Entre alguns dos ilustres membros dos agostinianos, que produziram estudiosos brilhantes ao longo dos anos, está Martinho Lutero, que foi abade e teólogo antes de iniciar a Reforma Protestante que dividiu a Igreja Ocidental em duas em 1517. Outro agostiniano famoso foi o abade Gregor Mendel, considerado o pai da genética moderna.

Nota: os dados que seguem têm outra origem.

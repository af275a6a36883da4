#![cfg_attr(not(test), deny(clippy::panic))]

use clap::Parser;
use rollhouse_server::auth::TokenValidator;
use rollhouse_server::clock::SystemClock;
use rollhouse_server::config;
use rollhouse_server::game::{FastrandRoller, GreedyPolicy, ScoreLowestPolicy};
use rollhouse_server::hub::RoomHub;
use rollhouse_server::lobby::NoopLobbyNotifier;
use rollhouse_server::logging;
use rollhouse_server::metrics::ServerMetrics;
use rollhouse_server::retry::RetryConfig;
use rollhouse_server::room::RoomDeps;
use rollhouse_server::server::{create_router, AppState};
use std::net::SocketAddr;
use std::sync::Arc;

/// Rollhouse -- hibernation-capable WebSocket session server for multiplayer dice games
#[derive(Parser, Debug)]
#[command(name = "rollhouse-server")]
#[command(about = "A hibernation-capable WebSocket session server for real-time multiplayer dice games")]
#[command(version)]
struct Cli {
    /// Validate configuration and exit without starting the server.
    /// Useful for CI/CD pipelines and pre-deployment checks.
    #[arg(long, short = 'c', conflicts_with = "print_config")]
    validate_config: bool,

    /// Print the loaded configuration to stdout (as JSON) and exit.
    /// Useful for debugging configuration loading from multiple sources.
    #[arg(long, conflicts_with = "validate_config")]
    print_config: bool,
}

#[tokio::main]
async fn main() -> anyhow::Result<()> {
    let cli = Cli::parse();

    // Load configuration from config.json if present; otherwise use code defaults.
    let cfg = Arc::new(config::load());

    if cli.print_config {
        let json = serde_json::to_string_pretty(&*cfg)
            .map_err(|e| anyhow::anyhow!("Failed to serialize config: {e}"))?;
        println!("{json}");
        return Ok(());
    }

    // config::load() already validated warn-only; capture the result here to
    // provide a proper exit code for --validate-config and to fail startup.
    let validation_result = config::validate_config(&cfg);

    if cli.validate_config {
        match validation_result {
            Ok(()) => {
                println!("Configuration validation passed");
                println!();
                println!("Configuration summary:");
                println!("  Port: {}", cfg.port);
                println!("  Max players per room: {}", cfg.room.max_players);
                println!("  Reclaim window: {} ms", cfg.room.reclaim_window_ms);
                println!("  Pause timeout: {} ms", cfg.room.pause_timeout_ms);
                println!("  Invite TTL: {} ms", cfg.room.invite_ttl_ms);
                println!("  Chat backlog: {} messages", cfg.room.max_chat_messages);
                return Ok(());
            }
            Err(e) => {
                eprintln!("Configuration validation failed:\n{e}");
                std::process::exit(1);
            }
        }
    }

    validation_result?;

    logging::init_with_config(&cfg.logging);

    let addr = SocketAddr::from(([0, 0, 0, 0], cfg.port));
    tracing::info!(%addr, "Starting Rollhouse server");

    let metrics = Arc::new(ServerMetrics::new());
    let deps = RoomDeps {
        config: Arc::clone(&cfg),
        clock: Arc::new(SystemClock),
        metrics: Arc::clone(&metrics),
        lobby: Arc::new(NoopLobbyNotifier),
        lobby_retry: RetryConfig::lobby_notify(),
        roller: Arc::new(FastrandRoller),
        ai_policy: Arc::new(GreedyPolicy),
        timeout_policy: Arc::new(ScoreLowestPolicy),
    };
    let hub = RoomHub::new(deps);

    let state = AppState {
        hub: Arc::clone(&hub),
        validator: TokenValidator::new(cfg.security.token_key.clone().into_bytes()),
        clock: Arc::new(SystemClock),
        metrics,
    };
    let app = create_router(state);

    let listener = tokio::net::TcpListener::bind(addr).await?;
    axum::serve(listener, app)
        .with_graceful_shutdown(async move {
            let _ = tokio::signal::ctrl_c().await;
            tracing::info!("Shutdown signal received");
            hub.shutdown();
        })
        .await?;

    Ok(())
}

Os agostinianos conheceram sua maior expansão a partir do século XVI, no auge do florescimento do Humanismo, quando abriram inúmeras missões na América, Ásia e África. A fundação da primeira comunidade em Lima (Peru), onde Leão XIV trabalhou por muito tempo, remonta a 1551. A partir da segunda metade do século XIX, a Ordem conheceu um período de renascimento, com o apoio do Papa Leão XIII, de quem Prevost se inspirou para escolher seu nome, por sua defesa da justiça, da dignidade e do trabalho.